Following Swartz’s suicide, there have been many calls for CFAA reform and accountability for the prosecutors involved. U.S. Rep. Zoe Lofgren has introduced legislation referred to as “Aaron’s Law,” that would change key parts of the Act, including the designation of Terms of Service violations as federal crime.
At Saturday’s rally, speakers called this a good start, but went on to demand major changes to the CFAA and copyright law, as well as institutional reform to the way federal crimes are prosecuted beyond cyberlaw.
“As we turn ourselves from grieving and anger to action, we also cannot imagine that our battles can only focus on the Internet, only on hacking or only on copyright,” said Harvard Law Professor Yochai Benkler, who spoke at the rally. “We don’t live in a bubble and part of the travesty that happened to Aaron was typical of a broad pattern of abuse of criminal law enforcement.”
This was a common sentiment at the rally, going further than you might expect at an action to honor an Internet activist.

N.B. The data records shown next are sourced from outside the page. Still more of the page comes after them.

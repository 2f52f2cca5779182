use std::path::Path;
use std::sync::Arc;

use ralphex_core::events::{EventBus, EventKind};
use ralphex_core::Phase;

use crate::progress::{ProgressLogger, RunnerLog};

/// Wraps the progress logger and additionally publishes every write to the
/// event bus the dashboard subscribes to. The phase holder is updated before
/// the phase event goes out, so subscribers never observe an event from a
/// phase the holder does not yet report.
pub struct BroadcastLogger {
    base: Arc<ProgressLogger>,
    bus: EventBus,
}

impl BroadcastLogger {
    pub fn new(base: Arc<ProgressLogger>, bus: EventBus) -> Self {
        Self { base, bus }
    }

    pub fn bus(&self) -> &EventBus {
        &self.bus
    }
}

impl RunnerLog for BroadcastLogger {
    fn set_phase(&self, phase: Phase) {
        self.base.set_phase(phase);
        self.bus.publish(EventKind::Phase, None, phase.as_str());
    }

    fn print(&self, message: &str) {
        self.base.print(message);
        self.bus.publish(EventKind::Log, None, message);
    }

    fn print_raw(&self, text: &str) {
        self.base.print_raw(text);
        self.bus
            .publish(EventKind::Log, None, text.trim_end_matches('\n'));
    }

    fn print_section(&self, label: &str) {
        self.base.print_section(label);
        self.bus.publish(EventKind::Section, None, label);
    }

    fn print_aligned(&self, line: &str) {
        self.base.print_aligned(line);
        self.bus.publish(EventKind::Log, None, line);
    }

    fn log_diff_stats(&self, files: u64, additions: u64, deletions: u64) {
        self.base.log_diff_stats(files, additions, deletions);
        self.bus.publish(
            EventKind::DiffStats,
            None,
            format!("{files} files, +{additions}/-{deletions}"),
        );
    }

    fn path(&self) -> &Path {
        self.base.path()
    }

    fn task_started(&self, position: usize) {
        self.bus.publish(
            EventKind::TaskStart,
            Some(position),
            format!("task {position}"),
        );
    }

    fn task_ended(&self, position: usize) {
        self.bus.publish(
            EventKind::TaskEnd,
            Some(position),
            format!("task {position}"),
        );
    }
}
use std::io::{Read, Write};
use std::process::{Command, Stdio};
use std::thread;

use ralphex_core::CancelToken;

use crate::error::AgentError;
use crate::signal::Signal;

/// Called with each surfaced output line (newline included) as it streams.
pub type OutputHandler = Box<dyn Fn(&str) + Send + Sync>;

/// Which of the child's standard channels carries the stream.
#[derive(Debug, Clone, Copy, PartialEq, Eq)]
pub enum StreamChannel {
    Stdout,
    Stderr,
}

/// Result of one executor invocation. `output` is the surfaced (possibly
/// filtered) text; the signal is the last sentinel seen in the raw stream.
#[derive(Debug, Clone, Default, PartialEq, Eq)]
pub struct ExecOutcome {
    pub output: String,
    pub signal: Option<Signal>,
}

/// Common contract of the primary and external executors.
pub trait Executor: Send + Sync {
    fn run(&self, cancel: &CancelToken, prompt: &str) -> Result<ExecOutcome, AgentError>;
}

/// A started child whose stream is consumed by the executor.
pub trait ChildProcess: Send {
    /// The streaming channel. Returns None on the second call.
    fn take_stream(&mut self) -> Option<Box<dyn Read + Send>>;
    /// Non-blocking exit check: true once the child has exited. Exit-status
    /// evaluation stays with [`wait`].
    ///
    /// [`wait`]: ChildProcess::wait
    fn try_wait(&mut self) -> Result<bool, AgentError>;
    /// Block until the child exits; Ok for a zero exit status.
    fn wait(&mut self) -> Result<(), AgentError>;
    /// Terminate the child. Used on cancellation; failures are ignored.
    fn kill(&mut self);
}

/// Spawn seam so executor tests can substitute canned streams for real
/// child processes.
pub trait CommandRunner: Send + Sync {
    fn start(
        &self,
        command: &str,
        args: &[String],
        stdin_payload: Option<&str>,
        channel: StreamChannel,
    ) -> Result<Box<dyn ChildProcess>, AgentError>;
}

/// Default runner backed by `std::process`.
#[derive(Debug, Clone, Copy, Default)]
pub struct ExecRunner;

struct ExecChild {
    command: String,
    child: std::process::Child,
    stream: Option<Box<dyn Read + Send>>,
    stdin_writer: Option<thread::JoinHandle<()>>,
}

impl ChildProcess for ExecChild {
    fn take_stream(&mut self) -> Option<Box<dyn Read + Send>> {
        self.stream.take()
    }

    fn try_wait(&mut self) -> Result<bool, AgentError> {
        match self.child.try_wait() {
            Ok(status) => Ok(status.is_some()),
            Err(source) => Err(AgentError::Stream { source }),
        }
    }

    fn wait(&mut self) -> Result<(), AgentError> {
        if let Some(writer) = self.stdin_writer.take() {
            let _ = writer.join();
        }
        let status = self.child.wait().map_err(|source| AgentError::Stream { source })?;
        if status.success() {
            Ok(())
        } else {
            Err(AgentError::Exited {
                command: self.command.clone(),
                status: status.code(),
            })
        }
    }

    fn kill(&mut self) {
        let _ = self.child.kill();
    }
}

impl CommandRunner for ExecRunner {
    fn start(
        &self,
        command: &str,
        args: &[String],
        stdin_payload: Option<&str>,
        channel: StreamChannel,
    ) -> Result<Box<dyn ChildProcess>, AgentError> {
        let mut cmd = Command::new(command);
        cmd.args(args);
        cmd.stdin(if stdin_payload.is_some() {
            Stdio::piped()
        } else {
            Stdio::null()
        });
        match channel {
            StreamChannel::Stdout => {
                cmd.stdout(Stdio::piped());
                cmd.stderr(Stdio::null());
            }
            StreamChannel::Stderr => {
                cmd.stdout(Stdio::null());
                cmd.stderr(Stdio::piped());
            }
        }

        let mut child = cmd.spawn().map_err(|source| AgentError::Spawn {
            command: command.to_string(),
            source,
        })?;

        // feed the prompt from a separate thread so a child that fills its
        // output pipe before draining stdin cannot deadlock the executor
        let stdin_writer = match (stdin_payload, child.stdin.take()) {
            (Some(payload), Some(mut stdin)) => {
                let payload = payload.to_string();
                Some(thread::spawn(move || {
                    let _ = stdin.write_all(payload.as_bytes());
                }))
            }
            _ => None,
        };

        let stream: Option<Box<dyn Read + Send>> = match channel {
            StreamChannel::Stdout => child.stdout.take().map(|s| Box::new(s) as _),
            StreamChannel::Stderr => child.stderr.take().map(|s| Box::new(s) as _),
        };

        Ok(Box::new(ExecChild {
            command: command.to_string(),
            child,
            stream,
            stdin_writer,
        }))
    }
}
#[derive(Debug, thiserror::Error)]
pub enum WebError {
    #[error("failed to parse request: {0}")]
    Parse(String),
    #[error("io error: {0}")]
    Io(#[from] std::io::Error),
    #[error("failed to bind {addr}: {source}")]
    Bind {
        addr: String,
        #[source]
        source: std::io::Error,
    },
}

But the speakers argued, especially regarding slippery Internet law, we could all potentially be singled out by a justice system that allows prosecutors so much power. Benkler said that by pursuing Swartz’s conviction, U.S. Attorney Carmen Ortiz was sending a dangerous message:
“I am a hammer, Ortiz said, and the law as it stands says that you are all nails. I just have to choose where to hit.”
Author and Attorney Harvey Silverglate reinforced that view, saying that while in his opinion Swartz committed no crime, federal criminal statutes across the board have become so broad and vague that anyone can be a target.
“I have to say the CFAA is a good place to start, but it’s not a good place to finish,” he told the crowd.
While speakers took a broader approach toward the root causes behind Swartz’s prosecution, the rally and Demand Progress did seek specific initial reforms. Activists called for the passage of Aaron’s Law and accountability for Ortiz and Heymann, the U.S. attorneys who oversaw the case. Ortiz has countered with a statement that her office acted appropriately and had never intended to seek the maximum sentence, instead suggesting six months of jail time in a low security setting.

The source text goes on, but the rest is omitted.